Dès lors, les questionnements suivants s’imposent : quelle valeur ajoutée le colonel Azali Assoumani Boinaheri, actuel Chef de l’État de fait, a-t-il réellement apportée à l’institution militaire ? A-t-il renforcé sa discipline ? A-t-il élevé son niveau stratégique ? A-t-il consolidé sa crédibilité auprès du peuple ? Ou, au contraire, a-t-il participé à sa politisation, à sa perte de repères ?

Mais il serait tout aussi irresponsable d’ignorer une autre réalité, plus silencieuse, plus sociale : la précarité du militaire comorien. Qui fixe son salaire ? Sur quels critères ? Avec quelle régularité ? Qui assure sa sécurité sociale ? Qui garantit son accès aux soins ? Autant de questions sans réponses. On voudra bien que le conseiller privé, Houmed Msaidié, nous donne les réponses.

Nous avons pu constater, suite à la série de décès des anciens militaires ces derniers temps, que dans notre armée il n’existe pas malheureusement de système d’assurance maladie digne de ce nom. La prise en charge est insuffisante voire inexistante. Les conditions de vie sont souvent indignes de la mission qu’ils sont censés remplir.  Comment exiger loyauté, discipline et sacrifice d’hommes que l’État lui-même ne protège pas ? Une armée négligée devient une armée vulnérable et facilement influençable.
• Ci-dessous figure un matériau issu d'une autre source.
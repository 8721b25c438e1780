//! Command vocabulary, JSON file formats and the simulation runner
//!
//! A command file is an ordered list of `addVehicle` and `step` commands.
//! [`SimulationRunner`] replays it against an [`Intersection`] and collects
//! the ids released by every step into a [`SimulationOutput`].

use std::fmt;
use std::path::Path;
use std::sync::Arc;

use serde::{Deserialize, Serialize};

use crate::core::error::{Error, Result};
use crate::core::intersection::{Intersection, StepObserver};
use crate::core::lane::Vehicle;
use crate::core::maneuver::DirectedManeuver;

/// Progress callback receiving (processed commands, total commands)
pub type ProgressCallback = Arc<dyn Fn(u64, u64) + Send + Sync>;

/// One simulation command
#[derive(Debug, Clone, PartialEq, Eq, Serialize, Deserialize)]
#[serde(tag = "type", rename_all = "camelCase")]
pub enum Command {
    #[serde(rename_all = "camelCase")]
    AddVehicle {
        vehicle_id: String,
        start_road: String,
        end_road: String,
    },
    Step,
}

impl Command {
    pub fn add_vehicle(vehicle_id: &str, start_road: &str, end_road: &str) -> Self {
        Command::AddVehicle {
            vehicle_id: vehicle_id.to_string(),
            start_road: start_road.to_string(),
            end_road: end_road.to_string(),
        }
    }
}

/// Input document: `{"commands": [...]}`
#[derive(Debug, Clone, Default, PartialEq, Eq, Serialize, Deserialize)]
pub struct CommandFile {
    pub commands: Vec<Command>,
}

/// Command totals reported by validation
#[derive(Debug, Clone, Copy, Default, PartialEq, Eq)]
pub struct CommandStats {
    pub vehicles: usize,
    pub steps: usize,
}

impl fmt::Display for CommandStats {
    fn fmt(&self, f: &mut fmt::Formatter<'_>) -> fmt::Result {
        write!(f, "{} vehicles, {} steps", self.vehicles, self.steps)
    }
}

impl CommandFile {
    pub fn from_json(json: &str) -> Result<Self> {
        Ok(serde_json::from_str(json)?)
    }

    pub fn from_path(path: impl AsRef<Path>) -> Result<Self> {
        let contents = std::fs::read_to_string(path)?;
        Self::from_json(&contents)
    }

    /// Check every vehicle against `intersection` without queueing anything
    pub fn validate(&self, intersection: &Intersection) -> Result<CommandStats> {
        let mut stats = CommandStats::default();
        for command in &self.commands {
            match command {
                Command::AddVehicle {
                    start_road,
                    end_road,
                    ..
                } => {
                    let maneuver = DirectedManeuver::from_roads(start_road, end_road)?;
                    let direction = maneuver.direction();
                    let approach = intersection
                        .approach(direction)
                        .ok_or(Error::MissingApproach(direction))?;
                    if approach.select_lane(maneuver.maneuver()).is_none() {
                        return Err(Error::NoEligibleLane { maneuver });
                    }
                    stats.vehicles += 1;
                }
                Command::Step => stats.steps += 1,
            }
        }
        Ok(stats)
    }
}

/// Vehicles released by one step
#[derive(Debug, Clone, Default, PartialEq, Eq, Serialize, Deserialize)]
#[serde(rename_all = "camelCase")]
pub struct StepStatus {
    pub left_vehicles: Vec<String>,
}

/// Output document: one status per `step` command
#[derive(Debug, Clone, Default, PartialEq, Eq, Serialize, Deserialize)]
#[serde(rename_all = "camelCase")]
pub struct SimulationOutput {
    pub step_statuses: Vec<StepStatus>,
}

impl SimulationOutput {
    pub fn to_json_pretty(&self) -> Result<String> {
        Ok(serde_json::to_string_pretty(self)?)
    }
}

/// Observer recording every step as a [`StepStatus`]
#[derive(Debug, Default)]
pub struct OutputCollector {
    output: SimulationOutput,
}

impl OutputCollector {
    pub fn new() -> Self {
        Self::default()
    }

    pub fn output(&self) -> &SimulationOutput {
        &self.output
    }

    pub fn into_output(self) -> SimulationOutput {
        self.output
    }
}

impl StepObserver for OutputCollector {
    fn on_step(&mut self, released: &[Vehicle], _intersection: &Intersection) {
        self.output.step_statuses.push(StepStatus {
            left_vehicles: released.iter().map(|v| v.id().to_string()).collect(),
        });
    }
}

/// Forwards every notification to two observers
struct Fanout<'a> {
    first: &'a mut dyn StepObserver,
    second: &'a mut dyn StepObserver,
}

impl StepObserver for Fanout<'_> {
    fn on_step(&mut self, released: &[Vehicle], intersection: &Intersection) {
        self.first.on_step(released, intersection);
        self.second.on_step(released, intersection);
    }

    fn on_admit(&mut self, vehicle: &Vehicle, intersection: &Intersection) {
        self.first.on_admit(vehicle, intersection);
        self.second.on_admit(vehicle, intersection);
    }
}

/// Options for replaying a command file
#[derive(Clone, Default)]
pub struct RunOptions {
    /// Log and skip vehicles that cannot be admitted instead of failing
    pub skip_invalid: bool,

    /// Optional progress callback
    pub progress: Option<ProgressCallback>,
}

impl fmt::Debug for RunOptions {
    fn fmt(&self, f: &mut fmt::Formatter<'_>) -> fmt::Result {
        f.debug_struct("RunOptions")
            .field("skip_invalid", &self.skip_invalid)
            .field("progress", &self.progress.is_some())
            .finish()
    }
}

/// Errors caused by a single vehicle rather than by the run as a whole
fn is_rejected_vehicle(error: &Error) -> bool {
    matches!(
        error,
        Error::UnknownRoad { .. }
            | Error::MalformedManeuver { .. }
            | Error::NoEligibleLane { .. }
            | Error::MissingApproach(_)
    )
}

/// Replays commands against an intersection
pub struct SimulationRunner {
    intersection: Intersection,
    options: RunOptions,
    skipped: usize,
}

impl SimulationRunner {
    pub fn new(intersection: Intersection) -> Self {
        Self::with_options(intersection, RunOptions::default())
    }

    pub fn with_options(intersection: Intersection, options: RunOptions) -> Self {
        Self {
            intersection,
            options,
            skipped: 0,
        }
    }

    pub fn intersection(&self) -> &Intersection {
        &self.intersection
    }

    /// Number of vehicles skipped because they could not be admitted
    pub fn skipped(&self) -> usize {
        self.skipped
    }

    pub fn run(&mut self, commands: &[Command]) -> Result<SimulationOutput> {
        self.run_observed(commands, &mut ())
    }

    /// Run `commands` in order, also reporting to `observer`
    pub fn run_observed(
        &mut self,
        commands: &[Command],
        observer: &mut dyn StepObserver,
    ) -> Result<SimulationOutput> {
        let mut collector = OutputCollector::new();
        let total = commands.len() as u64;

        {
            let mut fanout = Fanout {
                first: &mut collector,
                second: observer,
            };
            for (processed, command) in commands.iter().enumerate() {
                self.apply(command, &mut fanout)?;
                if let Some(progress) = &self.options.progress {
                    progress(processed as u64 + 1, total);
                }
            }
        }

        log::info!(
            "processed {} commands, {} steps, {} vehicles still waiting",
            commands.len(),
            collector.output().step_statuses.len(),
            self.intersection.queued()
        );
        Ok(collector.into_output())
    }

    fn apply(&mut self, command: &Command, observer: &mut dyn StepObserver) -> Result<()> {
        match command {
            Command::AddVehicle {
                vehicle_id,
                start_road,
                end_road,
            } => {
                let admitted = DirectedManeuver::from_roads(start_road, end_road).and_then(
                    |maneuver| {
                        self.intersection
                            .admit_with(Vehicle::new(vehicle_id.as_str(), maneuver), observer)
                    },
                );
                match admitted {
                    Err(e) if self.options.skip_invalid && is_rejected_vehicle(&e) => {
                        log::warn!("skipping vehicle {vehicle_id}: {e}");
                        self.skipped += 1;
                        Ok(())
                    }
                    other => other,
                }
            }
            Command::Step => self.intersection.step_with(observer).map(|_| ()),
        }
    }
}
Alors, à qui reprocher cette situation ? Aux dirigeants civils qui ont échoué à construire une véritable politique de défense, claire, transparente et tournée vers l’intérêt général ou à certains responsables militaires, qui ont accepté, voire encouragé, cette dérive, préférant parfois des avantages immédiats à l’honneur de l’institution. Je me permets de dire que collectivement nous avons contribué à cette dérive, car trop longtemps nous avons fermé les yeux sur une question pourtant centrale : celle de notre force de défense.

Il serait injuste de jeter l’opprobre sur l’ensemble des éléments de notre force de défense. De nombreux militaires servent avec discipline, abnégation et sens du devoir. Ils méritent respect et considération. Mais le respect ne doit pas être aveugle. Car une interrogation persiste, lancinante : notre armée est-elle au service du peuple ou d’un système ? Lorsque des forces armées sont perçues comme un prolongement du pouvoir politique, la confiance se fissure. Et sans confiance, il n’y a ni cohésion nationale, ni stabilité durable.

Ne pas accepter de porter le débat sur notre armée porte des risques. Je vais évoquer ici au moins quatre risques majeurs. Tout d’abord, le risque de fracture interne : une armée divisée entre loyautés personnelles et devoir républicain est une armée croyez-moi instable. Ensuite, le risque de perte de contrôle : des éléments frustrés, marginalisés ou abandonnés peuvent devenir incontrôlables. Aussi, le risque de dérive sécuritaire : une armée instrumentalisée peut être utilisée contre le peuple au lieu de le protéger. Et enfin, le risque d’effondrement institutionnel : sans une force armée crédible et républicaine, l’État lui-même vacille.

Le débat sur l’armée ne doit pas être confisqué, ni étouffé. Il concerne chaque citoyen. Il touche au cœur même de notre contrat social. Refuser de poser ces questions aujourd’hui, c’est accepter demain une armée déconnectée de la nation, vulnérable aux dérives et incapable de remplir sa mission fondamentale.

Certes, il ne suffit plus de constater. Il faut désormais avoir le courage de poser les bases d’une refondation. Mais avant les solutions, une exigence s’impose : dire la vérité. Toute la vérité. Il s’agit de reconnaître les dérives, nommer les responsabilités, refuser les silences complices, car sans lucidité, aucune réforme ne sera possible.

Dans une prochaine tribune, nous allons nous atteler sur les propositions d’une refondation de notre armée : doctrine, gouvernance, formation, contrôle démocratique, etc. Car une chose est certaine : une nation sans armée républicaine forte est une nation fragile. Mais une armée sans république est aussi un danger.